То, что хотели увидеть толпы страшно взбудораженных зевак, было группой примерно из тридцати чернокожих дикарей в странных костюмах (или без таковых). Их назвали «нубийцами»[109], а на самом деле это была группа мужчин, женщин и детей из Судана. Естественно, что Антропологическое общество не желало делить свою миссию с толпой черни, поэтому герр Гагенбек любезно предложил им приватный просмотр. Вот так и вышло, что в это осеннее утро понедельника бородатые господа, вооруженные рулетками, линейками и разноцветными мотками шерсти, прибыли в зоопарк, дабы утолить свое научное любопытство. Практикующих специалистов по тому предмету, который отныне станет называться физической антропологией, в первую очередь интересовала фиксация размеров носов и ушных мочек, формы гениталий и прочих столь же важных показателей этих редких экспонатов. Но было и другое, что они все, сгорая от любопытства, хотели изучить, – цветовосприятие «нубийцев»[110]. Потому что полемика вокруг книги Магнуса шла полным ходом, и научное сообщество внезапно осенило, что «грубые народы, обитающие в далеких странах»[111], как выразился один американский этнолог, помогут разгадать эту загадку.

Как часто бывает, уже почти десятилетие со всех сторон сыпались подсказки, говорившие, что этнические группы из разных уголков мира могли бы решить вопрос о цветовосприятии древних. В 1869 году, через два года после того, как Гейгер обнаружил удивительные параллели между цветовыми словарями разных древних культур, свежеучрежденный немецкий «Этнологический журнал» опубликовал короткую заметку Адольфа Бастиана, антрополога и писателя-путешественника, автора нескольких бестселлеров. Бастиан утверждал, что странности в описании цветов не ограничиваются древними эпосами, поскольку и ныне существуют народы, которые до сих пор проводят границу между синим и зеленым иначе, нежели европейцы. Его слуга в Бирме, писал он, «как-то извинялся, что не смог найти бутылку[112], которую я называл голубой (pya), потому что та оказалась зеленой (zehn). Чтобы наказать его, выставив на посмешище перед сотоварищами, я бранил его в присутствии других слуг, но быстро заметил, что объект насмешек не он, а я сам». Бастиан также заявлял, что говорящие на тагальском филиппинцы до прибытия испанских колонизаторов вообще не различали зеленый и синий, потому что слова для «зеленого» и «синего» в тагальском языке явно недавно заимствованы из испанского – verde и azul. Он утверждал, что язык племени теда в Чаде и до сих пор не делает различия между зеленым и синим.
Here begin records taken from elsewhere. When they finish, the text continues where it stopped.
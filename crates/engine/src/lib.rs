//! Engine module - host-side clock, animations and configuration
//!
//! The core game counts ticks and emits events. This crate turns that into a
//! playable session with a fixed-step millisecond clock:
//!
//! - [`session`]: Drives a [`GameController`](crate::core::GameController),
//!   reacts to its events and produces a [`Scene`] per frame
//! - [`camera`]: Eased vertical glide that follows the tower
//! - [`debris`]: Chopped fragments falling away
//! - [`scheduler`]: One-shot deferred completion (teardown)
//! - [`event_log`]: Optional JSONL record of every game event
//! - [`config`]: Environment-driven settings
//!
//! # Example
//!
//! ```
//! use tower_stack_engine::{Session, types::{GameAction, GamePhase, TICK_MS}};
//!
//! let mut session = Session::with_seed(7, TICK_MS);
//! assert_eq!(session.phase(), GamePhase::Ready);
//!
//! session.apply(GameAction::Action);
//! for _ in 0..30 {
//!     session.step();
//! }
//! let scene = session.scene();
//! assert!(scene.game.current.is_some());
//! ```

pub mod camera;
pub mod config;
pub mod debris;
pub mod event_log;
pub mod scene;
pub mod scheduler;
pub mod session;

pub use tower_stack_core as core;
pub use tower_stack_types as types;

pub use camera::Camera;
pub use config::{Config, ConfigError};
pub use debris::{Debris, DebrisField};
pub use event_log::{EventLog, EventRecord};
pub use scene::Scene;
pub use scheduler::Scheduler;
pub use session::Session;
Тогда, в 1869-м, никто не обратил особого внимания на рассказы Бастиана. Но когда вспыхнули дебаты вокруг теории Магнуса, культуралистам стала очевидна важность этих наблюдений – они подсказывали, что от людей в отдаленных уголках планеты можно узнать много интересного. И так сложилось, что вызов принял Рудольф Вирхов, основатель и глава Берлинского общества антропологии, этнологии и первобытной истории, поведший своих единомышленников в суровый и дальний поход сквозь Тиргартен в Берлинский зоопарк, чтобы собственноручно проверить «нубийцев». Более отважные ученые продолжали свои исследования и за пределами зоопарка – изучали чувство цвета первобытных народов на местах. Первое такое исследование проводил в том же 1878 году Эрнст Альмквист, корабельный врач шведской экспедиции, затертой во льдах Северного Ледовитого океана. Пока корабль вынужденно зимовал неподалеку от Чукотского полуострова в Восточной Сибири, Альмквист воспользовался обстоятельствами и проверил цветовосприятие у чукчей (кочевых оленеводов и охотников на морского зверя), населявших эту область. Американцам было легче – у них дикари были под рукой. Военные врачи получили приказ проверить чувство цвета индейских племен, с которыми они вступали в контакт, и результаты вошли в подробный отчет Альберта Гатшета, этнолога из Геологической службы США. В Великобритании романист и популяризатор науки Грант Аллен разработал анкеты для отправки миссионерам и исследователям, попросив их представить данные о восприятии цвета туземцами, с которыми они контактировали.